Determine the number of lines in the data below that contain the string "NotConfigured", and respond with that number alone.

Top of Exercise data

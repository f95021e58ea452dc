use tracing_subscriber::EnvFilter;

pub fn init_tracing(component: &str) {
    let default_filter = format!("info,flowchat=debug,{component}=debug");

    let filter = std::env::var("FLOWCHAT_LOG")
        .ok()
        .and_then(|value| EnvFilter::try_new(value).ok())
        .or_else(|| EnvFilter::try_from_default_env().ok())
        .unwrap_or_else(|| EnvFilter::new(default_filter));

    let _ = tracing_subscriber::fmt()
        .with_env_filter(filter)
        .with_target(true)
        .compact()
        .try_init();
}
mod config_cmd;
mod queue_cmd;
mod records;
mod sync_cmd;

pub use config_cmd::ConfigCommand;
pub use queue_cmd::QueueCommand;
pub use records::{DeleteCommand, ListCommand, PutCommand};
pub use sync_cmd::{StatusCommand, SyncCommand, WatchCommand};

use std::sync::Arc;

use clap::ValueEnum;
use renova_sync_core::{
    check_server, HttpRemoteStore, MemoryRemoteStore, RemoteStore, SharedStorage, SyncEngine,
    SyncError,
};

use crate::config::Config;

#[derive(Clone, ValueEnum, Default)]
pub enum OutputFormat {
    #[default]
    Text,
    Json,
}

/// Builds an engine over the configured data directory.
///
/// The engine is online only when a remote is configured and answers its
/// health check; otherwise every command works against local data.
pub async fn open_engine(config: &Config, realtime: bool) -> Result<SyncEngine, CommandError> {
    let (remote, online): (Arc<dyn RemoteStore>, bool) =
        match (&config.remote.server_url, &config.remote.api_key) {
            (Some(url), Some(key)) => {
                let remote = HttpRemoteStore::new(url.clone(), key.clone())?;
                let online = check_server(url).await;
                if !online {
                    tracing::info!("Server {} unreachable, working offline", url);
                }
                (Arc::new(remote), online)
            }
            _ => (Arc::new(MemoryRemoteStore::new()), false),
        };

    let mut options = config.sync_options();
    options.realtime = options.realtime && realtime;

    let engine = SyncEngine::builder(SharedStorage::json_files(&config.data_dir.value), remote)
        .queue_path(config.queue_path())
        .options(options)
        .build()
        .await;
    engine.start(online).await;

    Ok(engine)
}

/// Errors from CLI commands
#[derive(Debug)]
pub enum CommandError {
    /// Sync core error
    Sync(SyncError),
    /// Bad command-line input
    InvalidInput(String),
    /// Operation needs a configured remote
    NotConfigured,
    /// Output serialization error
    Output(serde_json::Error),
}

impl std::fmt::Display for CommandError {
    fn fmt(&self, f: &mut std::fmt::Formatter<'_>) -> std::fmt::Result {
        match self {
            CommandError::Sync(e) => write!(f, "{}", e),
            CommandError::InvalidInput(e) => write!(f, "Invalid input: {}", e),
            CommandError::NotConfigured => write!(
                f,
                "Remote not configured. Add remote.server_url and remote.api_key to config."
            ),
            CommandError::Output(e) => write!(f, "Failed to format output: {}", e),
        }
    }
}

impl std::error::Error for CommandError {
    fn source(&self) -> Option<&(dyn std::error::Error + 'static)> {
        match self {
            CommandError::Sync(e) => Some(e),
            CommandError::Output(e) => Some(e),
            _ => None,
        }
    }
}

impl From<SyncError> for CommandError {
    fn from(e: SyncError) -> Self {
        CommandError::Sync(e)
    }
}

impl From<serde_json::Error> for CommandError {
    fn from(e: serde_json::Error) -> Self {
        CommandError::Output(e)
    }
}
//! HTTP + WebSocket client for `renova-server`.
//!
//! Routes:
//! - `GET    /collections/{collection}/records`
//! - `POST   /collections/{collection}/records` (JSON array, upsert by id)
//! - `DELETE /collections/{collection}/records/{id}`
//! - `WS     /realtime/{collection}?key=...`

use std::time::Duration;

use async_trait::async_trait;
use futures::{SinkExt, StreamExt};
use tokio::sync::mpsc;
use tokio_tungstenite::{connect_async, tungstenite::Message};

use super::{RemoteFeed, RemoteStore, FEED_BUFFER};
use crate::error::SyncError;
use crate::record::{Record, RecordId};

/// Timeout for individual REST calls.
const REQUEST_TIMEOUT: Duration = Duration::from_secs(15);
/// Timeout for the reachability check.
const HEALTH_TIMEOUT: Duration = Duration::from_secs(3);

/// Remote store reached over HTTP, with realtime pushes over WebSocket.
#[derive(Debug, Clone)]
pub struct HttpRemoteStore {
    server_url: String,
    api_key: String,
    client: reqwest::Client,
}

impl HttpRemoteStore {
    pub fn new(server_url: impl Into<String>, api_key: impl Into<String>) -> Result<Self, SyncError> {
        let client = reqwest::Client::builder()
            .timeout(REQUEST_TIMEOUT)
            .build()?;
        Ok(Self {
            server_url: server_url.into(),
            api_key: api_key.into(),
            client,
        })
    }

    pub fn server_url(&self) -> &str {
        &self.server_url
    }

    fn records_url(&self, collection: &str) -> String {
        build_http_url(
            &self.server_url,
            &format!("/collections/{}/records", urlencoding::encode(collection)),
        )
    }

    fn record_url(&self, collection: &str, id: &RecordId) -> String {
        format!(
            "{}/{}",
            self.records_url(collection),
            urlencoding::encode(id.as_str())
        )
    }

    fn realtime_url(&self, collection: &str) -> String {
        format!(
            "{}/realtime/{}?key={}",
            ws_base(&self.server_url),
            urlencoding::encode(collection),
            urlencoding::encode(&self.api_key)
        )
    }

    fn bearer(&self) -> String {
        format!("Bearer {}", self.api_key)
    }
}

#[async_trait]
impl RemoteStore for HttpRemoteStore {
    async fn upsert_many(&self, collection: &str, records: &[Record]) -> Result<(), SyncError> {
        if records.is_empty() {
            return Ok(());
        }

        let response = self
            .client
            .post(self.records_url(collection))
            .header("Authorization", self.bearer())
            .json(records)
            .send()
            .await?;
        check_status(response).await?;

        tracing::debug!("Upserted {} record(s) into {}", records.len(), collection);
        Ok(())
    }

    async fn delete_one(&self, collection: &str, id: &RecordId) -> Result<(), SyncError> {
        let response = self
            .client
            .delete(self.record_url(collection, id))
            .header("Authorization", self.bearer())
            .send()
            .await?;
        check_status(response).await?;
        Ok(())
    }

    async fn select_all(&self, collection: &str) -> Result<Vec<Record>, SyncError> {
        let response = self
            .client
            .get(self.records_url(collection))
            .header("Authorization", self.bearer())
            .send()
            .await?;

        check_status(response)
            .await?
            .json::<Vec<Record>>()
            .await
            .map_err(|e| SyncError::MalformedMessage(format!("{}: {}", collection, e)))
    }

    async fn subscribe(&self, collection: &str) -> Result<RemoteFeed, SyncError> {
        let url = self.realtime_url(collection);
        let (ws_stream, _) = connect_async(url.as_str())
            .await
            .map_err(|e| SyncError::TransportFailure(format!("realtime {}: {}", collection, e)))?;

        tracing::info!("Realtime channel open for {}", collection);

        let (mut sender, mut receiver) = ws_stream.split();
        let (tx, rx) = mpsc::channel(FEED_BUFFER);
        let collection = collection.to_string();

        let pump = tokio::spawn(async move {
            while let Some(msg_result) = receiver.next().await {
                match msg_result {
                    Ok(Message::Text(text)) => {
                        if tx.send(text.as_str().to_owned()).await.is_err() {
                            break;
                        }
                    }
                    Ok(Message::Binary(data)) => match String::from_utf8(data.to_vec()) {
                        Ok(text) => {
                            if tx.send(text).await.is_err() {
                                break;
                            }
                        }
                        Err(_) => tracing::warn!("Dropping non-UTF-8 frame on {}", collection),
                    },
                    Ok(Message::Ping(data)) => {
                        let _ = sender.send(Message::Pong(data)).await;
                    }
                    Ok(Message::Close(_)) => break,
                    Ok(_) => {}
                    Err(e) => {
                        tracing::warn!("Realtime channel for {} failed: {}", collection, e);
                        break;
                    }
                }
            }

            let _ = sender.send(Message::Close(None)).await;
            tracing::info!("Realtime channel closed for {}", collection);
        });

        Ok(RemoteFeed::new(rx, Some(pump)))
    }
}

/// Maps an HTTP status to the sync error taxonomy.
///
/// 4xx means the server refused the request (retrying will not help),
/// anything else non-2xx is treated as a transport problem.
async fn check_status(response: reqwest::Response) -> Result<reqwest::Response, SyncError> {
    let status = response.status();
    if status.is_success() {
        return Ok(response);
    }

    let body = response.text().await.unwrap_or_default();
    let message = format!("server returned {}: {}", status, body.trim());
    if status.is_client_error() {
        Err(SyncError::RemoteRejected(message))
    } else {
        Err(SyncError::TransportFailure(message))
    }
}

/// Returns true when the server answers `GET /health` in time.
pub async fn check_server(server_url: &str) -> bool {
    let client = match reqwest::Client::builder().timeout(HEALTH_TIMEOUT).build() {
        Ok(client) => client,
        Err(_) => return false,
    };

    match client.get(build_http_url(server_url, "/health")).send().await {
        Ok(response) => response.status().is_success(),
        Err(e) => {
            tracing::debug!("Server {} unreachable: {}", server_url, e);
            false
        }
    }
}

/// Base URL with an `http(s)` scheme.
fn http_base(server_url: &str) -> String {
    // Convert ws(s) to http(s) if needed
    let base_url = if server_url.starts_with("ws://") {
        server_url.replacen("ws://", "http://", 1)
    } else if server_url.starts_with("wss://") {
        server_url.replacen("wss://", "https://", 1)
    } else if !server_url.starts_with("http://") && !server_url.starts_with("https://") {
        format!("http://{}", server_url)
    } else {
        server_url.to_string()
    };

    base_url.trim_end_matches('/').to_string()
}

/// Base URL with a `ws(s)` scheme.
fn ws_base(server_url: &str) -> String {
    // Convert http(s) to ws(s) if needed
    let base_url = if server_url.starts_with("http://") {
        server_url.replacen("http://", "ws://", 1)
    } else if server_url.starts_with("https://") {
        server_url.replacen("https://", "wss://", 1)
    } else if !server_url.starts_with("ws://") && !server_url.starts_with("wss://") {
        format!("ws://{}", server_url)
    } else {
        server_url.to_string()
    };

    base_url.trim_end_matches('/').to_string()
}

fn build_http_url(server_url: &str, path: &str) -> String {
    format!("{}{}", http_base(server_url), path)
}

Bottom of Exercise data

### Written answer
2